## Work to be completed
Print out all the records, word for word.

## Provided records
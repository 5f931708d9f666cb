//! Entity to DTO mappers
//!
//! Implements `From` conversions from domain entities to response DTOs.

use linkhub_core::{Link, PlatformStats, User, UserCounts, UserWithCounts, View};

use super::responses::{
    AccountResponse, AdminLinkResponse, AdminUserResponse, AdminUserSummary, CountsResponse,
    DailyStatResponse, LinkResponse, ProfileResponse, PublicLinkResponse, PublicPageResponse,
    RecentUserResponse, StatsOverview, StatsResponse, ThemeResponse, TopUserResponse, ViewResponse,
};

// ============================================================================
// User Mappers
// ============================================================================

impl From<&User> for ProfileResponse {
    fn from(user: &User) -> Self {
        Self {
            id: user.id.to_string(),
            email: user.email.clone(),
            name: user.name.clone(),
            username: user.username.clone(),
            bio: user.bio.clone(),
            avatar: user.avatar.clone(),
            theme: user.theme,
        }
    }
}

impl From<&User> for AccountResponse {
    fn from(user: &User) -> Self {
        Self {
            id: user.id.to_string(),
            email: user.email.clone(),
            name: user.name.clone(),
            username: user.username.clone(),
            role: user.role,
            is_active: user.is_active,
            created_at: user.created_at,
        }
    }
}

impl From<&User> for ThemeResponse {
    fn from(user: &User) -> Self {
        Self {
            id: user.id.to_string(),
            theme: user.theme,
        }
    }
}

impl From<UserCounts> for CountsResponse {
    fn from(counts: UserCounts) -> Self {
        Self {
            links: counts.links,
            views: counts.views,
        }
    }
}

impl AdminUserResponse {
    #[must_use]
    pub fn new(user: &User, counts: UserCounts) -> Self {
        Self {
            id: user.id.to_string(),
            email: user.email.clone(),
            name: user.name.clone(),
            username: user.username.clone(),
            bio: user.bio.clone(),
            avatar: user.avatar.clone(),
            theme: user.theme,
            role: user.role,
            is_active: user.is_active,
            created_at: user.created_at,
            updated_at: user.updated_at,
            count: counts.into(),
        }
    }
}

impl From<&UserWithCounts> for AdminUserSummary {
    fn from(row: &UserWithCounts) -> Self {
        let user = &row.user;
        Self {
            id: user.id.to_string(),
            email: user.email.clone(),
            name: user.name.clone(),
            username: user.username.clone(),
            role: user.role,
            is_active: user.is_active,
            created_at: user.created_at,
            updated_at: user.updated_at,
            count: row.counts.into(),
        }
    }
}

// ============================================================================
// Link Mappers
// ============================================================================

impl From<&Link> for LinkResponse {
    fn from(link: &Link) -> Self {
        Self {
            id: link.id.to_string(),
            user_id: link.user_id.to_string(),
            title: link.title.clone(),
            url: link.url.clone(),
            order: link.order,
            is_active: link.is_active,
            created_at: link.created_at,
            updated_at: link.updated_at,
        }
    }
}

impl From<&Link> for PublicLinkResponse {
    fn from(link: &Link) -> Self {
        Self {
            id: link.id.to_string(),
            title: link.title.clone(),
            url: link.url.clone(),
            order: link.order,
        }
    }
}

impl From<&Link> for AdminLinkResponse {
    fn from(link: &Link) -> Self {
        Self {
            id: link.id.to_string(),
            title: link.title.clone(),
            url: link.url.clone(),
            order: link.order,
            is_active: link.is_active,
            created_at: link.created_at,
        }
    }
}

impl PublicPageResponse {
    /// Build the page from a user and its links; inactive links are dropped
    #[must_use]
    pub fn new(user: &User, links: &[Link]) -> Self {
        let mut active: Vec<Link> = links.iter().filter(|l| l.is_active).cloned().collect();
        Link::sort_for_display(&mut active);

        Self {
            id: user.id.to_string(),
            name: user.name.clone(),
            username: user.username.clone(),
            bio: user.bio.clone(),
            avatar: user.avatar.clone(),
            theme: user.theme,
            links: active.iter().map(PublicLinkResponse::from).collect(),
        }
    }
}

// ============================================================================
// View Mappers
// ============================================================================

impl From<&View> for ViewResponse {
    fn from(view: &View) -> Self {
        Self {
            id: view.id.to_string(),
            user_agent: view.user_agent.clone(),
            referer: view.referer.clone(),
            ip_address: view.ip_address.clone(),
            created_at: view.created_at,
        }
    }
}

// ============================================================================
// Stats Mappers
// ============================================================================

impl From<&PlatformStats> for StatsResponse {
    fn from(stats: &PlatformStats) -> Self {
        Self {
            overview: StatsOverview {
                total_users: stats.total_users,
                active_users: stats.active_users,
                total_links: stats.total_links,
                total_views: stats.total_views,
                user_growth_rate: stats.user_growth_rate(),
            },
            recent_users: stats
                .recent_users
                .iter()
                .map(|user| RecentUserResponse {
                    id: user.id.to_string(),
                    name: user.name.clone(),
                    username: user.username.clone(),
                    email: user.email.clone(),
                    created_at: user.created_at,
                })
                .collect(),
            top_users: stats
                .top_users
                .iter()
                .map(|row| TopUserResponse {
                    id: row.user.id.to_string(),
                    name: row.user.name.clone(),
                    username: row.user.username.clone(),
                    count: row.counts.into(),
                })
                .collect(),
            daily_stats: stats
                .daily_signups
                .iter()
                .map(|day| DailyStatResponse {
                    date: day.date,
                    count: day.count,
                })
                .collect(),
        }
    }
}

## Result below
repository 5f931708d9f666cb
//! Entity to DTO mappers
//!
//! Implements `From` conversions from domain entities to response DTOs.

use linkhub_core::{Link, PlatformStats, User, UserCounts, UserWithCounts, View};

use super::responses::{
    AccountResponse, AdminLinkResponse, AdminUserResponse, AdminUserSummary, CountsResponse,
    DailyStatResponse, LinkResponse, ProfileResponse, PublicLinkResponse, PublicPageResponse,
    RecentUserResponse, StatsOverview, StatsResponse, ThemeResponse, TopUserResponse, ViewResponse,
};

// ============================================================================
// User Mappers
// ============================================================================

impl From<&User> for ProfileResponse {
    fn from(user: &User) -> Self {
        Self {
            id: user.id.to_string(),
            email: user.email.clone(),
            name: user.name.clone(),
            username: user.username.clone(),
            bio: user.bio.clone(),
            avatar: user.avatar.clone(),
            theme: user.theme,
        }
    }
}

impl From<&User> for AccountResponse {
    fn from(user: &User) -> Self {
        Self {
            id: user.id.to_string(),
            email: user.email.clone(),
            name: user.name.clone(),
            username: user.username.clone(),
            role: user.role,
            is_active: user.is_active,
            created_at: user.created_at,
        }
    }
}

impl From<&User> for ThemeResponse {
    fn from(user: &User) -> Self {
        Self {
            id: user.id.to_string(),
            theme: user.theme,
        }
    }
}

impl From<UserCounts> for CountsResponse {
    fn from(counts: UserCounts) -> Self {
        Self {
            links: counts.links,
            views: counts.views,
        }
    }
}

impl AdminUserResponse {
    #[must_use]
    pub fn new(user: &User, counts: UserCounts) -> Self {
        Self {
            id: user.id.to_string(),
            email: user.email.clone(),
            name: user.name.clone(),
            username: user.username.clone(),
            bio: user.bio.clone(),
            avatar: user.avatar.clone(),
            theme: user.theme,
            role: user.role,
            is_active: user.is_active,
            created_at: user.created_at,
            updated_at: user.updated_at,
            count: counts.into(),
        }
    }
}

impl From<&UserWithCounts> for AdminUserSummary {
    fn from(row: &UserWithCounts) -> Self {
        let user = &row.user;
        Self {
            id: user.id.to_string(),
            email: user.email.clone(),
            name: user.name.clone(),
            username: user.username.clone(),
            role: user.role,
            is_active: user.is_active,
            created_at: user.created_at,
            updated_at: user.updated_at,
            count: row.counts.into(),
        }
    }
}

// ============================================================================
// Link Mappers
// ============================================================================

impl From<&Link> for LinkResponse {
    fn from(link: &Link) -> Self {
        Self {
            id: link.id.to_string(),
            user_id: link.user_id.to_string(),
            title: link.title.clone(),
            url: link.url.clone(),
            order: link.order,
            is_active: link.is_active,
            created_at: link.created_at,
            updated_at: link.updated_at,
        }
    }
}

impl From<&Link> for PublicLinkResponse {
    fn from(link: &Link) -> Self {
        Self {
            id: link.id.to_string(),
            title: link.title.clone(),
            url: link.url.clone(),
            order: link.order,
        }
    }
}

impl From<&Link> for AdminLinkResponse {
    fn from(link: &Link) -> Self {
        Self {
            id: link.id.to_string(),
            title: link.title.clone(),
            url: link.url.clone(),
            order: link.order,
            is_active: link.is_active,
            created_at: link.created_at,
        }
    }
}

impl PublicPageResponse {
    /// Build the page from a user and its links; inactive links are dropped
    #[must_use]
    pub fn new(user: &User, links: &[Link]) -> Self {
        let mut active: Vec<Link> = links.iter().filter(|l| l.is_active).cloned().collect();
        Link::sort_for_display(&mut active);

        Self {
            id: user.id.to_string(),
            name: user.name.clone(),
            username: user.username.clone(),
            bio: user.bio.clone(),
            avatar: user.avatar.clone(),
            theme: user.theme,
            links: active.iter().map(PublicLinkResponse::from).collect(),
        }
    }
}

// ============================================================================
// View Mappers
// ============================================================================

impl From<&View> for ViewResponse {
    fn from(view: &View) -> Self {
        Self {
            id: view.id.to_string(),
            user_agent: view.user_agent.clone(),
            referer: view.referer.clone(),
            ip_address: view.ip_address.clone(),
            created_at: view.created_at,
        }
    }
}

// ============================================================================
// Stats Mappers
// ============================================================================

impl From<&PlatformStats> for StatsResponse {
    fn from(stats: &PlatformStats) -> Self {
        Self {
            overview: StatsOverview {
                total_users: stats.total_users,
                active_users: stats.active_users,
                total_links: stats.total_links,
                total_views: stats.total_views,
                user_growth_rate: stats.user_growth_rate(),
            },
            recent_users: stats
                .recent_users
                .iter()
                .map(|user| RecentUserResponse {
                    id: user.id.to_string(),
                    name: user.name.clone(),
                    username: user.username.clone(),
                    email: user.email.clone(),
                    created_at: user.created_at,
                })
                .collect(),
            top_users: stats
                .top_users
                .iter()
                .map(|row| TopUserResponse {
                    id: row.user.id.to_string(),
                    name: row.user.name.clone(),
                    username: row.user.username.clone(),
                    count: row.counts.into(),
                })
                .collect(),
            daily_stats: stats
                .daily_signups
                .iter()
                .map(|day| DailyStatResponse {
                    date: day.date,
                    count: day.count,
                })
                .collect(),
        }
    }
}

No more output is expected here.